> [Aim of the exercise]
Give the data back exactly as it stands.
(Beginning of Data records)
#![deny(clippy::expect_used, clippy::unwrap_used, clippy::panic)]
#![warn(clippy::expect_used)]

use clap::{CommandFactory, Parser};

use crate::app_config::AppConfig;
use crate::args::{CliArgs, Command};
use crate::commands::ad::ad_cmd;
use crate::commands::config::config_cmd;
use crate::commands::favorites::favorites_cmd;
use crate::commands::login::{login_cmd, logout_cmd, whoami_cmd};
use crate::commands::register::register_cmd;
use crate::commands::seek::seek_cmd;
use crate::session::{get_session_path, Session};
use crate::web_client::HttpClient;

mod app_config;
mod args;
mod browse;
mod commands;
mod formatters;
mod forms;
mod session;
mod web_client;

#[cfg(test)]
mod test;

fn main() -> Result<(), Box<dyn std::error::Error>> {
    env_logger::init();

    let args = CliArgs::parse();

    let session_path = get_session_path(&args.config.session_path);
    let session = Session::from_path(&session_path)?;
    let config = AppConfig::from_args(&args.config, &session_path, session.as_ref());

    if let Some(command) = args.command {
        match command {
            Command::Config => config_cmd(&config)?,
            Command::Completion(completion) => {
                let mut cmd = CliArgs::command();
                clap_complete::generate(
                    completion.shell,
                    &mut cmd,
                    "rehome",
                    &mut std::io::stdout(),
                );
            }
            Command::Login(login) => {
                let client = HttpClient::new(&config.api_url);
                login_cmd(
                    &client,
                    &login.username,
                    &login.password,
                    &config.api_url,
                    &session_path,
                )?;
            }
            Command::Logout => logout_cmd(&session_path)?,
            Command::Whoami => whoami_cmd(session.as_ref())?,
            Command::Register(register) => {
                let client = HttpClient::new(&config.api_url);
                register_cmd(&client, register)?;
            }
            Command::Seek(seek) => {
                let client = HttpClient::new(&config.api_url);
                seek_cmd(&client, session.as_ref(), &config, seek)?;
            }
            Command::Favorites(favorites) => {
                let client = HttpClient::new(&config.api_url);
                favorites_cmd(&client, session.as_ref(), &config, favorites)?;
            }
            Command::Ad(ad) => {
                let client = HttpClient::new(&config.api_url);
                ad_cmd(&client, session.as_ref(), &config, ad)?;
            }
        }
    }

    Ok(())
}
(End of Data records)
> [Completed task]
#![deny(clippy::expect_used, clippy::unwrap_used, clippy::panic)]
#![warn(clippy::expect_used)]

use clap::{CommandFactory, Parser};

use crate::app_config::AppConfig;
use crate::args::{CliArgs, Command};
use crate::commands::ad::ad_cmd;
use crate::commands::config::config_cmd;
use crate::commands::favorites::favorites_cmd;
use crate::commands::login::{login_cmd, logout_cmd, whoami_cmd};
use crate::commands::register::register_cmd;
use crate::commands::seek::seek_cmd;
use crate::session::{get_session_path, Session};
use crate::web_client::HttpClient;

mod app_config;
mod args;
mod browse;
mod commands;
mod formatters;
mod forms;
mod session;
mod web_client;

#[cfg(test)]
mod test;

fn main() -> Result<(), Box<dyn std::error::Error>> {
    env_logger::init();

    let args = CliArgs::parse();

    let session_path = get_session_path(&args.config.session_path);
    let session = Session::from_path(&session_path)?;
    let config = AppConfig::from_args(&args.config, &session_path, session.as_ref());

    if let Some(command) = args.command {
        match command {
            Command::Config => config_cmd(&config)?,
            Command::Completion(completion) => {
                let mut cmd = CliArgs::command();
                clap_complete::generate(
                    completion.shell,
                    &mut cmd,
                    "rehome",
                    &mut std::io::stdout(),
                );
            }
            Command::Login(login) => {
                let client = HttpClient::new(&config.api_url);
                login_cmd(
                    &client,
                    &login.username,
                    &login.password,
                    &config.api_url,
                    &session_path,
                )?;
            }
            Command::Logout => logout_cmd(&session_path)?,
            Command::Whoami => whoami_cmd(session.as_ref())?,
            Command::Register(register) => {
                let client = HttpClient::new(&config.api_url);
                register_cmd(&client, register)?;
            }
            Command::Seek(seek) => {
                let client = HttpClient::new(&config.api_url);
                seek_cmd(&client, session.as_ref(), &config, seek)?;
            }
            Command::Favorites(favorites) => {
                let client = HttpClient::new(&config.api_url);
                favorites_cmd(&client, session.as_ref(), &config, favorites)?;
            }
            Command::Ad(ad) => {
                let client = HttpClient::new(&config.api_url);
                ad_cmd(&client, session.as_ref(), &config, ad)?;
            }
        }
    }

    Ok(())
}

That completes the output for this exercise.